Penolakan ini tak sekadar bersuara, tetapi seperti pasang badan agar acara terkait Bissu tak terlaksana. Seperti ada kepuasan tersendiri jika acara yang memunculkan Bissu batal.

Saya sebagai tenaga ahli cagar budaya merasa sudah cukup aksi penolakan dan peminggiran terhadap Bissu yang terjadi karena menyamakan LGBT tadi. Saya merasa perlu bersuara mengecam secara terbuka aksi-aksi penolakan terhadap eksistensi Bissu, khususnya tradisi tarian Sere Bissu ditunjukkan di publik.

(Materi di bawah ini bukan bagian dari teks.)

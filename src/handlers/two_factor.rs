use axum::{Json, extract::State};
use serde::{Deserialize, Serialize};
use serde_json::Value;
use uuid::Uuid;

use crate::error::AppError;
use crate::models::User;
use crate::services::token::TokenAction;
use crate::services::two_factor::{
    CodeValidation, Disable, EnrollmentConfirm, EnrollmentStart, EnrollmentToken,
};
use crate::state::AppState;

// === 2FA Setup（有効化フロー開始） ===

#[derive(Debug, Deserialize)]
pub struct SetupRequest {
    pub user_id: Uuid,
    pub password: String,
}

#[derive(Debug, Serialize)]
pub struct SetupResponse {
    /// 有効化フロー継続トークン（仮シークレット入り）
    pub enrollment_token: String,
}

/// POST /api/2fa/setup
///
/// 2FA有効化フローを開始し、仮シークレットを封入した有効化トークンを返す。
/// シークレットはトークンが /api/2fa/confirm で確定されるまでDBには書かれない。
///
/// # Security
/// - パスワード確認必須
/// - シークレット平文はログ出力禁止
pub async fn setup_2fa(
    State(state): State<AppState>,
    Json(request): Json<SetupRequest>,
) -> Result<Json<SetupResponse>, AppError> {
    // バリデーション
    validate_password(&request.password)?;

    // パスワード確認
    let user = verify_user_password(&state, request.user_id, &request.password).await?;

    match state.two_factor_service.begin_enrollment(&user).await? {
        EnrollmentStart::AlreadyEnabled => Err(AppError::TwoFactorAlreadyEnabled),
        EnrollmentStart::Started { token } => Ok(Json(SetupResponse {
            enrollment_token: token,
        })),
    }
}

// === 2FA Enroll（有効化フォーム表示用データ取得） ===

#[derive(Debug, Deserialize)]
pub struct EnrollRequest {
    pub user_id: Uuid,
    pub password: String,
    pub enrollment_token: String,
}

#[derive(Debug, Serialize)]
pub struct EnrollResponse {
    pub secret: String,
    /// 手入力用に4文字区切りで整形したシークレット
    pub secret_formatted: String,
    pub qr_code: String,
}

/// POST /api/2fa/enroll
///
/// 有効化トークンを検証し、認証アプリ登録用のシークレットとQRコードを返す。
/// トークンが期限切れ・不正ならフローのやり直しを要求する
pub async fn enroll_2fa(
    State(state): State<AppState>,
    Json(request): Json<EnrollRequest>,
) -> Result<Json<EnrollResponse>, AppError> {
    // バリデーション
    validate_password(&request.password)?;

    // パスワード確認
    let user = verify_user_password(&state, request.user_id, &request.password).await?;

    match state
        .two_factor_service
        .validate_enrollment_token(&user, Some(&request.enrollment_token))
    {
        EnrollmentToken::Enabling {
            tentative_secret,
            qr_code_base64,
        } => Ok(Json(EnrollResponse {
            secret_formatted: crate::services::TotpService::format_secret(&tentative_secret),
            secret: tentative_secret,
            qr_code: format!("data:image/png;base64,{qr_code_base64}"),
        })),
        EnrollmentToken::Missing | EnrollmentToken::Invalid | EnrollmentToken::WrongUser => {
            Err(AppError::FlowRestart)
        }
    }
}

// === 2FA Confirm（有効化確定） ===

#[derive(Debug, Deserialize)]
pub struct ConfirmRequest {
    pub user_id: Uuid,
    pub password: String,
    pub enrollment_token: String,
    pub code: String,
}

#[derive(Debug, Serialize)]
pub struct ConfirmResponse {
    pub enabled: bool,
    /// 平文バックアップコード。この応答でのみ返却され、以後再取得不可
    pub backup_codes: Vec<String>,
}

/// POST /api/2fa/confirm
///
/// 仮シークレットに対するTOTPコードを検証し、2FAを有効化する。
/// 成功時にバックアップコードを一度だけ平文で返す。
///
/// # Security
/// - コード・バックアップコードはログ出力禁止
pub async fn confirm_2fa(
    State(state): State<AppState>,
    Json(request): Json<ConfirmRequest>,
) -> Result<Json<ConfirmResponse>, AppError> {
    // バリデーション
    validate_password(&request.password)?;
    validate_totp_code(&request.code)?;

    // パスワード確認
    let user = verify_user_password(&state, request.user_id, &request.password).await?;

    // 有効化トークンから仮シークレットを取り出す
    let tentative_secret = match state
        .two_factor_service
        .validate_enrollment_token(&user, Some(&request.enrollment_token))
    {
        EnrollmentToken::Enabling {
            tentative_secret, ..
        } => tentative_secret,
        _ => return Err(AppError::FlowRestart),
    };

    match state
        .two_factor_service
        .confirm_enrollment(
            &user,
            &tentative_secret,
            &request.code,
            state.config.backup_code_count,
        )
        .await?
    {
        EnrollmentConfirm::AlreadyEnabled => Err(AppError::TwoFactorAlreadyEnabled),
        EnrollmentConfirm::InvalidCode => Err(AppError::TwoFactorInvalidCode),
        EnrollmentConfirm::Enabled { backup_codes } => Ok(Json(ConfirmResponse {
            enabled: true,
            backup_codes,
        })),
    }
}

// === 2FA Validate（ログイン継続） ===

#[derive(Debug, Deserialize)]
pub struct ValidateRequest {
    /// /api/login が返した2FA継続トークン
    pub continuation_token: String,
    /// TOTPコードまたはバックアップコード
    pub code: String,
}

#[derive(Debug, Serialize)]
pub struct ValidateResponse {
    pub validated: bool,
    pub user_id: Uuid,
    /// "totp" または "backup"
    pub method: &'static str,
    pub remaining_backup_codes: i64,
    #[serde(skip_serializing_if = "Vec::is_empty")]
    pub warnings: Vec<String>,
    pub remember_me: bool,
    /// ログイン時に指定されたリダイレクト先（あれば）
    #[serde(skip_serializing_if = "Option::is_none")]
    pub next: Option<String>,
}

/// POST /api/2fa/validate
///
/// 継続トークンとコードを検証してログインを完了させる。
/// トークン起因の失敗（期限切れ・署名不正・アクション不一致）は全て
/// 同一の「やり直し」応答に集約し、失敗理由はログでのみ区別する
pub async fn validate_2fa(
    State(state): State<AppState>,
    Json(request): Json<ValidateRequest>,
) -> Result<Json<ValidateResponse>, AppError> {
    // バリデーション
    validate_code_input(&request.code)?;

    // 継続トークン検証
    let claims = state
        .token_service
        .verify_for_action(&request.continuation_token, TokenAction::Pending2fa)
        .map_err(|e| {
            tracing::warn!(reason = e.reason(), "2FA継続トークン検証失敗");
            AppError::FlowRestart
        })?;

    let user = lookup_token_user(&state, &claims.subject).await?;

    let remember_me = claims
        .extra_data
        .as_ref()
        .and_then(|extra| extra.get("remember_me"))
        .and_then(Value::as_bool)
        .unwrap_or(false);
    let next = claims
        .extra_data
        .as_ref()
        .and_then(|extra| extra.get("next"))
        .and_then(Value::as_str)
        .map(str::to_string);

    let (method, remaining, warnings) = match state
        .two_factor_service
        .validate_code(&user, &request.code)
        .await?
    {
        // トークン発行後に2FAが無効化された。フローごと無効
        CodeValidation::NotEnabled => return Err(AppError::FlowRestart),
        CodeValidation::Reused | CodeValidation::InvalidCode => {
            return Err(AppError::TwoFactorInvalidCode);
        }
        CodeValidation::ValidatedByTotp {
            remaining_backup_codes,
            warnings,
        } => ("totp", remaining_backup_codes, warnings),
        CodeValidation::ValidatedByBackup {
            remaining_backup_codes,
            warnings,
        } => ("backup", remaining_backup_codes, warnings),
    };

    // ログイン完了
    state.user_repo.touch_last_login(user.id).await?;

    tracing::info!(user_id = %user.id, method, "2FAログイン完了");

    Ok(Json(ValidateResponse {
        validated: true,
        user_id: user.id,
        method,
        remaining_backup_codes: remaining,
        warnings,
        remember_me,
        next,
    }))
}

// === 2FA Disable ===

#[derive(Debug, Deserialize)]
pub struct DisableRequest {
    pub user_id: Uuid,
    pub password: String,
    pub code: String,
}

#[derive(Debug, Serialize)]
pub struct DisableResponse {
    pub disabled: bool,
}

/// POST /api/2fa/disable
///
/// 2FA無効化。シークレットとリプレイマーカーをクリアし、
/// 残存バックアップコードを失効させる
///
/// # Security
/// - パスワード確認必須
/// - 現行コード（TOTPまたはバックアップ）の確認必須
pub async fn disable_2fa(
    State(state): State<AppState>,
    Json(request): Json<DisableRequest>,
) -> Result<Json<DisableResponse>, AppError> {
    // バリデーション
    validate_password(&request.password)?;
    validate_code_input(&request.code)?;

    // パスワード確認
    let user = verify_user_password(&state, request.user_id, &request.password).await?;

    // コード確認
    match state
        .two_factor_service
        .validate_code(&user, &request.code)
        .await?
    {
        CodeValidation::NotEnabled => return Err(AppError::TwoFactorNotEnabled),
        CodeValidation::Reused | CodeValidation::InvalidCode => {
            return Err(AppError::TwoFactorInvalidCode);
        }
        CodeValidation::ValidatedByTotp { .. } | CodeValidation::ValidatedByBackup { .. } => {}
    }

    match state.two_factor_service.disable(&user).await? {
        Disable::NotEnabled => Err(AppError::TwoFactorNotEnabled),
        Disable::Disabled => Ok(Json(DisableResponse { disabled: true })),
    }
}

// === バックアップコード再発行 ===

#[derive(Debug, Deserialize)]
pub struct RegenerateBackupCodesRequest {
    pub user_id: Uuid,
    pub password: String,
    /// 現行のTOTPコードまたはバックアップコード
    pub code: String,
}

#[derive(Debug, Serialize)]
pub struct RegenerateBackupCodesResponse {
    /// 新しい平文バックアップコード。既存の未使用コードは全て失効済み
    pub backup_codes: Vec<String>,
}

/// POST /api/2fa/backup-codes
///
/// バックアップコードを再発行する。既存の未使用コードは
/// 新コードの生成前に失効される（旧シートは即座に無効）
///
/// # Security
/// - パスワード確認必須
/// - 現行コード（TOTPまたはバックアップ）の確認必須。
///   パスワードのみで新しいコード一式を入手できてはならない
pub async fn regenerate_backup_codes(
    State(state): State<AppState>,
    Json(request): Json<RegenerateBackupCodesRequest>,
) -> Result<Json<RegenerateBackupCodesResponse>, AppError> {
    // バリデーション
    validate_password(&request.password)?;
    validate_code_input(&request.code)?;

    // パスワード確認
    let user = verify_user_password(&state, request.user_id, &request.password).await?;

    // コード確認
    match state
        .two_factor_service
        .validate_code(&user, &request.code)
        .await?
    {
        CodeValidation::NotEnabled => return Err(AppError::TwoFactorNotEnabled),
        CodeValidation::Reused | CodeValidation::InvalidCode => {
            return Err(AppError::TwoFactorInvalidCode);
        }
        CodeValidation::ValidatedByTotp { .. } | CodeValidation::ValidatedByBackup { .. } => {}
    }

    let codes = state
        .two_factor_service
        .regenerate_backup_codes(&user, state.config.backup_code_count)
        .await?
        .ok_or(AppError::TwoFactorNotEnabled)?;

    tracing::info!(user_id = %user.id, count = codes.len(), "バックアップコード再発行");

    Ok(Json(RegenerateBackupCodesResponse {
        backup_codes: codes,
    }))
}

// === 2FA Status ===

#[derive(Debug, Deserialize)]
pub struct StatusRequest {
    pub user_id: Uuid,
    pub password: String,
    /// 現行のTOTPコードまたはバックアップコード。2FA有効ユーザーのみ必須
    #[serde(default)]
    pub code: Option<String>,
}

#[derive(Debug, Serialize)]
pub struct StatusResponse {
    pub enabled: bool,
    #[serde(skip_serializing_if = "Option::is_none")]
    pub remaining_backup_codes: Option<i64>,
    #[serde(skip_serializing_if = "Option::is_none")]
    pub secret_formatted: Option<String>,
}

/// POST /api/2fa/status
///
/// 現在の2FA状態（有効フラグ・バックアップコード残数・整形済みシークレット）を返す
///
/// # Security
/// 応答に復号済みシークレットを含むため、2FA有効ユーザーには
/// パスワードに加えて現行コードの提示を要求する。
/// 未有効ユーザーはコード不要（開示すべきシークレットがない）
pub async fn status_2fa(
    State(state): State<AppState>,
    Json(request): Json<StatusRequest>,
) -> Result<Json<StatusResponse>, AppError> {
    // バリデーション
    validate_password(&request.password)?;

    // パスワード確認
    let user = verify_user_password(&state, request.user_id, &request.password).await?;

    // コード確認
    if user.uses_2fa {
        let code = request
            .code
            .as_deref()
            .ok_or_else(|| AppError::Validation("認証コードは必須です".to_string()))?;
        validate_code_input(code)?;

        match state.two_factor_service.validate_code(&user, code).await? {
            CodeValidation::NotEnabled => return Err(AppError::TwoFactorNotEnabled),
            CodeValidation::Reused | CodeValidation::InvalidCode => {
                return Err(AppError::TwoFactorInvalidCode);
            }
            CodeValidation::ValidatedByTotp { .. } | CodeValidation::ValidatedByBackup { .. } => {}
        }
    }

    let status = state.two_factor_service.status(&user).await?;

    Ok(Json(StatusResponse {
        enabled: status.enabled,
        remaining_backup_codes: status.remaining_backup_codes,
        secret_formatted: status.secret_formatted,
    }))
}

// === Helper Functions ===

/// パスワードバリデーション
fn validate_password(password: &str) -> Result<(), AppError> {
    if password.is_empty() {
        return Err(AppError::Validation("パスワードは必須です".to_string()));
    }
    if password.len() < 8 {
        return Err(AppError::Validation(
            "パスワードは8文字以上で入力してください".to_string(),
        ));
    }
    Ok(())
}

/// TOTPコードバリデーション（6桁数字のみ）
fn validate_totp_code(code: &str) -> Result<(), AppError> {
    if code.is_empty() {
        return Err(AppError::Validation("認証コードは必須です".to_string()));
    }
    if code.len() != 6 || !code.chars().all(|c| c.is_ascii_digit()) {
        return Err(AppError::Validation(
            "認証コードは6桁の数字で入力してください".to_string(),
        ));
    }
    Ok(())
}

/// コード入力バリデーション（TOTPコードまたはバックアップコード）
///
/// どちらも6文字の英数字。形式で種別を区別せず、検証側で順に試行する
fn validate_code_input(code: &str) -> Result<(), AppError> {
    if code.is_empty() {
        return Err(AppError::Validation("認証コードは必須です".to_string()));
    }
    if code.len() != 6 || !code.chars().all(|c| c.is_ascii_alphanumeric()) {
        return Err(AppError::Validation(
            "認証コードは6文字の英数字で入力してください".to_string(),
        ));
    }
    Ok(())
}

/// ユーザーのパスワードを検証し、ユーザー情報を返す
async fn verify_user_password(
    state: &AppState,
    user_id: Uuid,
    password: &str,
) -> Result<User, AppError> {
    // ユーザー取得
    let user = state
        .user_repo
        .find_by_id(user_id)
        .await?
        .ok_or_else(|| AppError::Authentication("user not found".to_string()))?;

    // パスワード検証
    state.auth_service.authenticate(&user.email, password).await
}

/// 継続トークンのsubjectからユーザーを引く
///
/// subjectの形式不正・ユーザー不在はいずれもフローやり直し扱い
async fn lookup_token_user(state: &AppState, subject: &str) -> Result<User, AppError> {
    let user_id: Uuid = subject.parse().map_err(|_| {
        tracing::warn!("継続トークンのsubjectがUUIDではありません");
        AppError::FlowRestart
    })?;

    state
        .user_repo
        .find_by_id(user_id)
        .await?
        .ok_or(AppError::FlowRestart)
}

#[cfg(test)]
mod tests {
    use super::*;

    #[test]
    fn test_validate_empty_password() {
        assert!(validate_password("").is_err());
    }

    #[test]
    fn test_validate_short_password() {
        assert!(validate_password("short").is_err());
    }

    #[test]
    fn test_validate_valid_password() {
        assert!(validate_password("password123").is_ok());
    }

    #[test]
    fn test_validate_empty_code() {
        assert!(validate_totp_code("").is_err());
    }

    #[test]
    fn test_validate_short_code() {
        assert!(validate_totp_code("12345").is_err());
    }

    #[test]
    fn test_validate_non_digit_code() {
        assert!(validate_totp_code("12345a").is_err());
    }

    #[test]
    fn test_validate_valid_code() {
        assert!(validate_totp_code("123456").is_ok());
    }

    #[test]
    fn test_validate_code_input_accepts_backup_code() {
        // バックアップコードは英数字混在
        assert!(validate_code_input("aB3kM9").is_ok());
    }

    #[test]
    fn test_validate_code_input_rejects_symbols() {
        assert!(validate_code_input("ab-3k9").is_err());
    }

    #[test]
    fn test_validate_code_input_rejects_wrong_length() {
        assert!(validate_code_input("abc1234").is_err());
    }
}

Orang-orang yang menolak itu perlu memperluas wawasan mereka. Menyempatkan diri membaca literatur agar tak dungu.

Tarian Sere Bissu telah mendapatkan pengakuan sebagai warisan budaya tak benda pada tahun 2020 lalu melalui nomor registrasi 202001220.

Perlu dilihat kembali sebab LGBT berbeda konteks dengan keberadaan bissu. Bahkan, masyarakat Bugis sendiri sejak dahulu tidak memperdulikan apa itu gender.

Diantara penelitian tentang gender dan bissu, Sharyn Graham Davies (2018) juga menyebutkan, identitas gender dalam suku Bugis tidak sekadar dilihat dari bilogis, namun berhubungan dengan karakter, subjektivitas, spiritual, dan yang paling utama peran dan tugasnya dalam struktur sosial masyarakat Bugis.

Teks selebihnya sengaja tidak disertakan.